Having always been young my subconscious reaction is that being old is something I will get over, like a cold. I will look in the mirror and the face I see will be the one I know, not my mother’s.
Words like “tousled” make the disheveled state of waking up sound cute.
The old do not get tousled. Their hair just sticks up funny and their faces, when slept on wrong, stay creased a long time.
The visual side of aging is not pretty, but in my judgment one thing improves. The eyes. The eyes of the young are bigger, wider, the skin around them smooth, but the eyes of the old are deep and wise. The wrinkles around my eyes are wrinkles I like. They bear witness to a lifetime of smiling.
Why dwell on it? What happens to the body is inevitable, sped or delayed by habit, genetics, luck, but it is the experience of the spirit as the body ages I am trying to understand.
For me growing old began in earnest with the deaths of my parents. Life is a climb up a tree, reaching for higher branches, always following more experienced climbers who reach back to help. With the death of my parents I suddenly broke through the tangle of shadow, leaf and branch and found my head in the sky, the view unobstructed, alone in a wind that often feels as if it wants to tear me loose.
Being unmoored from life has begun to happen to those I know. The generation that came before mine has almost all gone. Now it is my generation’s turn. I saw on facebook that one of my classmates from Princetion High had died. The network that is the far-flung class of ’69 trembled. What did he die of? It had to be an illness—we can’t be dying of the accumulation of time, not yet.
No, not yet, but soon.
What? I say, feeling breathless. Already? I can’t catch up with this new old self. I still feel as if I belong at the kid’s table drinking out of a plastic cup.
Then I remember, I was an amateur at being twelve too. Man, did I suck at being twelve, trying to be cool, worrying about how I looked more than I did about the fact I was flunking algebra. And eighteen? Suddenly I’m in college. How did this happen? Married? Pregnant?
It’s like time is that kid in the cafeteria who pulls the chair out from under me. The lunch tray and I land on the floor every time.
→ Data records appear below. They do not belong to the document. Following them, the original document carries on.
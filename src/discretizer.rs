//! Maps continuous race state onto the 30 discrete SARSA states
//!
//! The state is built from the human's current position interval (hundreds
//! of track units) and the opponent's [`RelativePosition`] bucket:
//!
//! ```text
//! state = (reference_position / 100) * 3 + bucket + 1
//! ```

use crate::{
    Error, Result,
    environment::{BOOTSTRAP_REFERENCE_POSITION, EXHAUSTED_TRANSITION_SECS},
    trajectory::Trajectory,
    types::{DiscreteState, NUM_RELATIVE_POSITIONS, RelativePosition},
};

/// Result of discretizing one observation.
#[derive(Debug, Clone, Copy, PartialEq, Eq)]
pub struct Discretized {
    pub state: DiscreteState,
    /// Human position the opponent is measured against
    pub reference_position: i32,
    /// Episode end time read two samples ahead; `None` at the bootstrap step
    pub next_transition_secs: Option<i32>,
}

/// Discretize `(elapsed_secs, agent_position)` against `trajectory`.
///
/// At `elapsed_secs == 0` the trajectory is not consulted: the reference
/// position is the fixed bootstrap constant and no transition time is
/// produced.
///
/// # Errors
///
/// - [`Error::MissingSample`] if no sample is recorded at `elapsed_secs * 1000`
/// - [`Error::StateOutOfRange`] if the reference position lies beyond the
///   tenth position interval (or is negative enough to fall below State1)
pub fn map_state(
    elapsed_secs: i32,
    agent_position: i32,
    trajectory: &Trajectory,
) -> Result<Discretized> {
    let (reference_position, next_transition_secs) = if elapsed_secs == 0 {
        (BOOTSTRAP_REFERENCE_POSITION, None)
    } else {
        let time_ms = i64::from(elapsed_secs) * 1000;
        let index = trajectory
            .index_of_time(time_ms)
            .ok_or(Error::MissingSample { time_ms })?;
        let position = trajectory
            .position_at(index)
            .ok_or(Error::MissingSample { time_ms })?;
        let next = match trajectory.time_at(index + 2) {
            Some(ms) => {
                i32::try_from(ms / 1000).map_err(|_| Error::TimeOutOfRange { time_ms: ms })?
            }
            None => EXHAUSTED_TRANSITION_SECS,
        };
        (position, Some(next))
    };

    let state = state_for(reference_position, agent_position)?;

    Ok(Discretized {
        state,
        reference_position,
        next_transition_secs,
    })
}

/// Combine a reference and agent position into a state.
pub fn state_for(reference_position: i32, agent_position: i32) -> Result<DiscreteState> {
    let position_interval = i64::from(reference_position / 100);
    let bucket = RelativePosition::classify(agent_position - reference_position).bucket();
    let value = position_interval * NUM_RELATIVE_POSITIONS as i64 + bucket as i64 + 1;

    DiscreteState::new(value).ok_or(Error::StateOutOfRange {
        state: value,
        reference_position,
        agent_position,
    })
}
//! Observer implementations for training sessions
//!
//! Observers allow composable data collection during training without coupling
//! training logic to specific output formats.

use std::sync::{Arc, Mutex, PoisonError};

use indicatif::{ProgressBar, ProgressStyle};
use serde::{Deserialize, Serialize};

use crate::{
    Result,
    environment::{EpisodeSummary, StepRecord, TrainingSummary},
    ports::Observer,
};

/// Progress bar observer - Shows training progress
pub struct ProgressObserver {
    progress_bar: Option<ProgressBar>,
    cumulative_reward: i64,
}

impl ProgressObserver {
    /// Create a new progress observer
    pub fn new() -> Self {
        Self {
            progress_bar: None,
            cumulative_reward: 0,
        }
    }
}

impl Default for ProgressObserver {
    fn default() -> Self {
        Self::new()
    }
}

impl Observer for ProgressObserver {
    fn on_training_start(&mut self, total_episodes: usize) -> Result<()> {
        let pb = ProgressBar::new(total_episodes as u64);
        pb.set_style(
            ProgressStyle::default_bar()
                .template("[{elapsed_precise}] {bar:40.cyan/blue} {pos}/{len} episodes (reward {msg})")
                .map_err(|e| crate::Error::ProgressBarTemplate {
                    message: e.to_string(),
                })?
                .progress_chars("=>-"),
        );
        self.progress_bar = Some(pb);
        Ok(())
    }

    fn on_step(&mut self, record: &StepRecord) -> Result<()> {
        self.cumulative_reward = record.cumulative_reward;
        Ok(())
    }

    fn on_episode_end(&mut self, summary: &EpisodeSummary) -> Result<()> {
        if let Some(pb) = &self.progress_bar {
            pb.set_position(summary.episode as u64);
            pb.set_message(self.cumulative_reward.to_string());
        }
        Ok(())
    }

    fn on_training_end(&mut self, summary: &TrainingSummary) -> Result<()> {
        if let Some(pb) = &self.progress_bar {
            pb.finish_with_message(summary.cumulative_reward.to_string());
        }
        Ok(())
    }
}

/// Summary of training metrics
#[derive(Debug, Clone, Default, PartialEq, Serialize, Deserialize)]
pub struct MetricsSummary {
    pub episodes: usize,
    pub steps: usize,
    pub on_pace_steps: usize,
    pub on_pace_rate: f64,
    pub avg_episode_length: f64,
    pub best_episode_reward: Option<i64>,
    pub worst_episode_reward: Option<i64>,
    /// Total reward of each episode, in order
    pub episode_rewards: Vec<i64>,
}

#[derive(Debug, Default)]
struct Metrics {
    steps: usize,
    on_pace_steps: usize,
    episode_rewards: Vec<i64>,
    episode_lengths: Vec<usize>,
}

/// Metrics observer - Tracks per-episode reward totals and pacing
///
/// Clones share the same counters, so a handle kept by the caller can read the
/// summary after the session has consumed the boxed observer.
#[derive(Debug, Clone, Default)]
pub struct MetricsObserver {
    metrics: Arc<Mutex<Metrics>>,
}

impl MetricsObserver {
    /// Create a new metrics observer
    pub fn new() -> Self {
        Self::default()
    }

    /// Get metrics summary
    pub fn summary(&self) -> MetricsSummary {
        let metrics = self.metrics.lock().unwrap_or_else(PoisonError::into_inner);
        let episodes = metrics.episode_rewards.len();
        let on_pace_rate = if metrics.steps == 0 {
            0.0
        } else {
            metrics.on_pace_steps as f64 / metrics.steps as f64
        };
        let avg_episode_length = if episodes == 0 {
            0.0
        } else {
            metrics.episode_lengths.iter().sum::<usize>() as f64 / episodes as f64
        };

        MetricsSummary {
            episodes,
            steps: metrics.steps,
            on_pace_steps: metrics.on_pace_steps,
            on_pace_rate,
            avg_episode_length,
            best_episode_reward: metrics.episode_rewards.iter().copied().max(),
            worst_episode_reward: metrics.episode_rewards.iter().copied().min(),
            episode_rewards: metrics.episode_rewards.clone(),
        }
    }
}

impl Observer for MetricsObserver {
    fn on_step(&mut self, record: &StepRecord) -> Result<()> {
        let mut metrics = self.metrics.lock().unwrap_or_else(PoisonError::into_inner);
        metrics.steps += 1;
        if record.reward > 0 {
            metrics.on_pace_steps += 1;
        }
        Ok(())
    }

    fn on_episode_end(&mut self, summary: &EpisodeSummary) -> Result<()> {
        let mut metrics = self.metrics.lock().unwrap_or_else(PoisonError::into_inner);
        metrics.episode_rewards.push(summary.total_reward);
        metrics.episode_lengths.push(summary.steps);
        Ok(())
    }
}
But there’s a difference. In the past the resounding clatter of cheap china hitting linoleum was the next big stage in life–something I should have seen coming.
I now face the unknown.
And here is the strangest thing. I have never felt happier or more at peace. As time runs short I take more particular notice of each moment instead of following the old driving rule of watching the road six cars ahead.
I’m here. Perhaps the most here I’ve ever been–and the most alive.